The lawyer has a flourishing office in West Jerusalem where he has two fellow Arabs jurists working for him: Tariq and Samaah. Tariq also works as a criminal attorney, Samaah works as his secretary. Although Samaah studied law, her diploma from the University of Jordan is not recognized in Israel. Furthermore, the lawyer thought it would be useful to have the daughter of a high ranking Fatah member working for him.

In an effort to sustain his image as a sophisticated Israeli Arab, the lawyer visits a local bookstore every Thursday to buy novels that he read about in the literary supplement of his newspaper. On one evening, he buys a second-hand copy of Tolstoy's The Kreutzer Sonata. His wife once asked him about this book, because it was mentioned all the time during her psychology lectures on Freud.
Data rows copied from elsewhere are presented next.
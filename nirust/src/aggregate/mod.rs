//! 按标签聚合: 将体数据按标签体的每个前景区域归约为一个标量 (每帧一个).

use ndarray::{Array2, ArrayView3};
use ordered_float::NotNan;

use crate::consts::DEFAULT_GRID_TOLERANCE;
use crate::data::{GridAttr, LabelVolume, Volume};
use crate::error::{ParcError, ParcResult};
use crate::Idx3d;

mod reducer;
mod table;

pub use reducer::Reducer;
pub use table::RegionTable;

cfg_if::cfg_if! {
    if #[cfg(feature = "rayon")] {
        use rayon::iter::{IntoParallelRefIterator, ParallelIterator};
    }
}

/// 收集 `frame` 在 `footprint` 上的有效 (非 `NaN`) 体素值并归约.
fn reduce_footprint(frame: &ArrayView3<'_, f32>, footprint: &[Idx3d], reducer: Reducer) -> f64 {
    let mut values: Vec<NotNan<f64>> = footprint
        .iter()
        .filter_map(|pos| NotNan::new(frame[*pos] as f64).ok())
        .collect();
    reducer.reduce(&mut values)
}

/// 计算一个区域在所有帧上的归约值.
fn reduce_region(features: &Volume, footprint: &[Idx3d], reducer: Reducer) -> Vec<f64> {
    features
        .frame_iter()
        .map(|frame| reduce_footprint(&frame, footprint, reducer))
        .collect()
}

/// 按 `labels` 的每个前景标签聚合 `features`, 得到区域表.
///
/// 两者必须 "网格一致", 否则返回 [`ParcError::GridMismatch`]; 该函数从不自行重采样.
/// 区域表按标签升序排列, 对 4D 数据每帧各占一列.
///
/// 值为 `NaN` 的特征体素不在有效域内, 不参与归约; 某个标签若没有任何有效体素,
/// 该行仍然保留, 值为 `NaN`.
///
/// 标签体不含前景时返回 [`ParcError::EmptyLabelSet`].
pub fn aggregate(
    features: &Volume,
    labels: &LabelVolume,
    reducer: Reducer,
) -> ParcResult<RegionTable> {
    aggregate_within(features, labels, reducer, DEFAULT_GRID_TOLERANCE)
}

/// 同 [`aggregate`], 但以 `tol` 作为 "网格一致" 的判定误差.
pub(crate) fn aggregate_within(
    features: &Volume,
    labels: &LabelVolume,
    reducer: Reducer,
    tol: f64,
) -> ParcResult<RegionTable> {
    if !features.is_grid_identical(labels, tol) {
        let (fx, fy, fz) = features.shape();
        let (lx, ly, lz) = labels.shape();
        return Err(ParcError::GridMismatch {
            feature: [fx, fy, fz],
            label: [lx, ly, lz],
        });
    }

    let footprints = labels.footprints();
    if footprints.is_empty() {
        return Err(ParcError::EmptyLabelSet);
    }
    let regions: Vec<(u32, Vec<Idx3d>)> = footprints.into_iter().collect();
    log::debug!(
        "Aggregating {} region(s) x {} frame(s) by {reducer}",
        regions.len(),
        features.frames()
    );

    cfg_if::cfg_if! {
        if #[cfg(feature = "rayon")] {
            let rows: Vec<Vec<f64>> = regions
                .par_iter()
                .map(|(_, fp)| reduce_region(features, fp, reducer))
                .collect();
        } else {
            let rows: Vec<Vec<f64>> = regions
                .iter()
                .map(|(_, fp)| reduce_region(features, fp, reducer))
                .collect();
        }
    }

    let n_features = features.frames();
    let values = Array2::from_shape_vec(
        (regions.len(), n_features),
        rows.into_iter().flatten().collect(),
    )
    .map_err(|_| ParcError::ShapeMismatch(vec![regions.len(), n_features], vec![]))?;
    let labels = regions.into_iter().map(|(label, _)| label).collect();
    Ok(RegionTable::new(labels, values))
}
Inside he finds a small white note in Arabic in his wife's handwriting that looks like a love letter. In a blind rage over the presumed betrayal the lawyer decides to hunt down the previous owner of the book. The previous owner – named Yonathan – had his name written down on the first page of the book.

Meanwhile a second plot-line unfolds about an Arab named Amir. Amir works as a social worker in Jerusalem. One day a beautiful new intern, Laila, turns up at his office. After they go to a dance together where coincidentally all his coworkers are Amir decides to quit his job. Laila left him a note in the office explaining how she enjoyed the night and asking if he would call her back.

Amir had already taken up a second job, caring for a Jewish young man named Yonathan who is in a permanent vegetative state. Since he can't afford his rent anymore with only one job, Amir moves in with Yonathan and his mother. Amir and Yonathan look similar enough for Amir to assume Yonathan's identity. Amir uses his new Jewish identity to get into the prestigious Bezalel art school. After Yonathan dies, Yonathan is buried under Amir's name and Amir keeps the identity of Yonathan.

The lawyer's research leads him to Amir and he confronts him about his assumed identity. Laila turns out to be the wife of the lawyer. Both she and Amir, tell the same story that they never met each other after the dance. This dance took place before she and the lawyer had met. The lawyer is satisfied with the explanation and resumes his normal activity.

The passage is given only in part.